Entries taken from a collection:
[Start of section]
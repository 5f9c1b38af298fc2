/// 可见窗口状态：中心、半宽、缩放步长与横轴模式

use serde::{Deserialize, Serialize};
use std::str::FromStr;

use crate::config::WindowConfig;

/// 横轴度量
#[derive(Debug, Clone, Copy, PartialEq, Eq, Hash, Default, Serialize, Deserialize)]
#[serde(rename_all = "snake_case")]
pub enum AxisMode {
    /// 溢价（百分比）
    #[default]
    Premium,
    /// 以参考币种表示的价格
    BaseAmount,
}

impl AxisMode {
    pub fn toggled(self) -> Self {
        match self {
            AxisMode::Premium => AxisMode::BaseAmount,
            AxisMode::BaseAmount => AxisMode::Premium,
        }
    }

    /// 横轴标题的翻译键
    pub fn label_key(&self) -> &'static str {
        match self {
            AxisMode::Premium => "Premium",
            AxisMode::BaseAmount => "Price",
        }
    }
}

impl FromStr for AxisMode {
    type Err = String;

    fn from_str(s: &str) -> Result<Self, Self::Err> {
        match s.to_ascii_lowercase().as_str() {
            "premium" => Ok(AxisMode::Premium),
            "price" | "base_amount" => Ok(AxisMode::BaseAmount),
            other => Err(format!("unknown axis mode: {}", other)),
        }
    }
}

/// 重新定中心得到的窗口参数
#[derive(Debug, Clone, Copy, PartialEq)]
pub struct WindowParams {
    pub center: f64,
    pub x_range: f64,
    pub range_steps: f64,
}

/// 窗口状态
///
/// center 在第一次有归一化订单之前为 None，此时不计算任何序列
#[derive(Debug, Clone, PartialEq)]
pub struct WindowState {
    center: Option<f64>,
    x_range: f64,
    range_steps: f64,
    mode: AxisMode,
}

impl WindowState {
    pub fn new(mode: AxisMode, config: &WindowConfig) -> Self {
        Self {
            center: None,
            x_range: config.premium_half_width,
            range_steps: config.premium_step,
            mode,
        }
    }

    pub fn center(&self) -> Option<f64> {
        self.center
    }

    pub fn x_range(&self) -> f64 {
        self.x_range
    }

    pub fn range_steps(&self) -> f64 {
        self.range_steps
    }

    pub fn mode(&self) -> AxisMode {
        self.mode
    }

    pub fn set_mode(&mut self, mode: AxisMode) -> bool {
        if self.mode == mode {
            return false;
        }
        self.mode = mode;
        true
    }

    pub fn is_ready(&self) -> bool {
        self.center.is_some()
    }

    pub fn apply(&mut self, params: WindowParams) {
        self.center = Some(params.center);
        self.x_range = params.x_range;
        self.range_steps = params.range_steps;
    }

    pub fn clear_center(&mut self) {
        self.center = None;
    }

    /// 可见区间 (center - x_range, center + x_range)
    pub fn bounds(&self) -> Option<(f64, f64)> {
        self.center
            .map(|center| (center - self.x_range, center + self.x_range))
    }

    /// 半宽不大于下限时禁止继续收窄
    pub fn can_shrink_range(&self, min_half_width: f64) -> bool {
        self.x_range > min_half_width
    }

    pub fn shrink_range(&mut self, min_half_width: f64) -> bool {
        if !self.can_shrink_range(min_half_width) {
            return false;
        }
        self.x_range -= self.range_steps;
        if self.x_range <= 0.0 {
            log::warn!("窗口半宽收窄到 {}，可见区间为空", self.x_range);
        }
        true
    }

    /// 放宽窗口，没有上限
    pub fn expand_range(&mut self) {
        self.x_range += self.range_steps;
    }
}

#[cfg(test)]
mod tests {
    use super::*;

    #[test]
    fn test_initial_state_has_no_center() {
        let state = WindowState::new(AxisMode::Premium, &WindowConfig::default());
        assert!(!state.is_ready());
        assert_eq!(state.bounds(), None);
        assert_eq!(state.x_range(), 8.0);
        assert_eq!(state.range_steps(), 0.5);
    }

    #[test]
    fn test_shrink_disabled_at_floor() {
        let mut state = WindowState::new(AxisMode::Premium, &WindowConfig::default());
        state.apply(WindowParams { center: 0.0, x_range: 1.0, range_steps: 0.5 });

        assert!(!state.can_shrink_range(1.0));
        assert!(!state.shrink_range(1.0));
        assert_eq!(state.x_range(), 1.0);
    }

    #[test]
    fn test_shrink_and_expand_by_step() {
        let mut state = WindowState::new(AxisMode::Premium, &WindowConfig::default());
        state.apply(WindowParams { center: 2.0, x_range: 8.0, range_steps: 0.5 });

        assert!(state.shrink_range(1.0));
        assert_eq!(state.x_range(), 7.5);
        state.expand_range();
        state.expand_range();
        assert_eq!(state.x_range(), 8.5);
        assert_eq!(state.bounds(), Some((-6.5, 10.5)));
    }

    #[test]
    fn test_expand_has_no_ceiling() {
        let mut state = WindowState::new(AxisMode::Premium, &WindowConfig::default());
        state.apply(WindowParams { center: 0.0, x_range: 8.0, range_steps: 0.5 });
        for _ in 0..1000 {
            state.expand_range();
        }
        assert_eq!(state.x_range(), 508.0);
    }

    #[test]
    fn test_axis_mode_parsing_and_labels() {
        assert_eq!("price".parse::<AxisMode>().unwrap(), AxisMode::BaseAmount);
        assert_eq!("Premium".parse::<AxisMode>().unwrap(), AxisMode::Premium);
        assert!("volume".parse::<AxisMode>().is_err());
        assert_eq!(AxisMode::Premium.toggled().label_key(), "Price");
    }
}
[End of section]
[Start of section]
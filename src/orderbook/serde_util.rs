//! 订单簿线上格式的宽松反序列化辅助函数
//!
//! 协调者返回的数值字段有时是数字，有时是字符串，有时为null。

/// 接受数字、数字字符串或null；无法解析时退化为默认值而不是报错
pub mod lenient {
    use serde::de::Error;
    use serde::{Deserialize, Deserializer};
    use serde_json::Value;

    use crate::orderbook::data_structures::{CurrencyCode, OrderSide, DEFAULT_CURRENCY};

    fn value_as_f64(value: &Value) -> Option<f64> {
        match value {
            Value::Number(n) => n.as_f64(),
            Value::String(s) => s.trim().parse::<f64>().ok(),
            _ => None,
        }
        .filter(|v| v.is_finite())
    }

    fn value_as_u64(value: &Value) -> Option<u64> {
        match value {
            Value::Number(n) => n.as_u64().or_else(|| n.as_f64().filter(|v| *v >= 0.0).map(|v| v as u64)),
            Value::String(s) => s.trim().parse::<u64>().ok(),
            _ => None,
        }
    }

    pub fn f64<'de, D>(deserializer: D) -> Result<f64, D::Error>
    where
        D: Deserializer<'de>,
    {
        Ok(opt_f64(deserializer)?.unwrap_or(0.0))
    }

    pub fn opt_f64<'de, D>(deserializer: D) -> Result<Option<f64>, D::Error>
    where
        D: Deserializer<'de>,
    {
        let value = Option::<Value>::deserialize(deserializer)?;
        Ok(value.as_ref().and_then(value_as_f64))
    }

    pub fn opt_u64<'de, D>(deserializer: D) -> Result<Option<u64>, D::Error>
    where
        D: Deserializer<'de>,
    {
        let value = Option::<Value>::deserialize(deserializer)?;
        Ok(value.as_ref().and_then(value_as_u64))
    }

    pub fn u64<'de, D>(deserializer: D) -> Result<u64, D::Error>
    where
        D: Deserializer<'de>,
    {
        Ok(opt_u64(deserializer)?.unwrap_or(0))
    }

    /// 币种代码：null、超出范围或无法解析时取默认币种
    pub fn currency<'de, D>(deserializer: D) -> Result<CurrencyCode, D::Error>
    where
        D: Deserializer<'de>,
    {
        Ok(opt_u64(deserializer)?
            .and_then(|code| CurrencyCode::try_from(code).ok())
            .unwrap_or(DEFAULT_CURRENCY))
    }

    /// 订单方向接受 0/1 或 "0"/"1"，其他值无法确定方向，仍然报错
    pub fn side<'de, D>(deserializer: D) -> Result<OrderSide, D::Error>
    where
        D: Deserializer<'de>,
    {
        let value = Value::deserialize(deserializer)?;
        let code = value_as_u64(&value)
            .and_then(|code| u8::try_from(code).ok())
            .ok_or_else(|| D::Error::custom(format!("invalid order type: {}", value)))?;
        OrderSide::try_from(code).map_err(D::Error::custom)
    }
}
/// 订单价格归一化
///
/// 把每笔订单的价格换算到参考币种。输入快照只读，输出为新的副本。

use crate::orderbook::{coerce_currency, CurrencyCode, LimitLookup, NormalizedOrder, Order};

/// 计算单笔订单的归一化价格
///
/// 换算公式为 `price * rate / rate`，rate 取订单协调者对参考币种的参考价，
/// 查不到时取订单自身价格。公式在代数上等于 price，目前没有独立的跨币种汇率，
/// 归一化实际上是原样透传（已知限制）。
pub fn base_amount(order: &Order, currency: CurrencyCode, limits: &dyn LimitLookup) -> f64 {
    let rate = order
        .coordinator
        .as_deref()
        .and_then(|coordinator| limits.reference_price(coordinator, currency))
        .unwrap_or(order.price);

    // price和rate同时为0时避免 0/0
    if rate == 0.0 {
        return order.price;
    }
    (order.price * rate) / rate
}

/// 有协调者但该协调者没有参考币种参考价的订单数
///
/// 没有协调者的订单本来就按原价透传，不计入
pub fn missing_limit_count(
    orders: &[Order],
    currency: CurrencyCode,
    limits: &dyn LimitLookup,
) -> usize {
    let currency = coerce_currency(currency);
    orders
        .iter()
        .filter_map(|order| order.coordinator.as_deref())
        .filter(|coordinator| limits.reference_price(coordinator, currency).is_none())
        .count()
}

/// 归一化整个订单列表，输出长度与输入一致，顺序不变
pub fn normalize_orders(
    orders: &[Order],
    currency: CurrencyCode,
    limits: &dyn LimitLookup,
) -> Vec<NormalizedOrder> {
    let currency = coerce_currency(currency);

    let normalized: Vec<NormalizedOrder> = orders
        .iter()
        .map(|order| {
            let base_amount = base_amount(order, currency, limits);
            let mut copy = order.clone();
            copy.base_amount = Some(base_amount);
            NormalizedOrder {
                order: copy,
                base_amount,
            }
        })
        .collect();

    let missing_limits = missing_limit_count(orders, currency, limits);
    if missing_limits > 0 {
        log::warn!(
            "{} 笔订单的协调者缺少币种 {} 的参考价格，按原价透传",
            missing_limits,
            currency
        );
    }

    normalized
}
[End of section]
• TASK REQUIREMENTS: Work out how many lines above contain "FromStr", then write only that number.

• COMPLETED EXERCISE: 2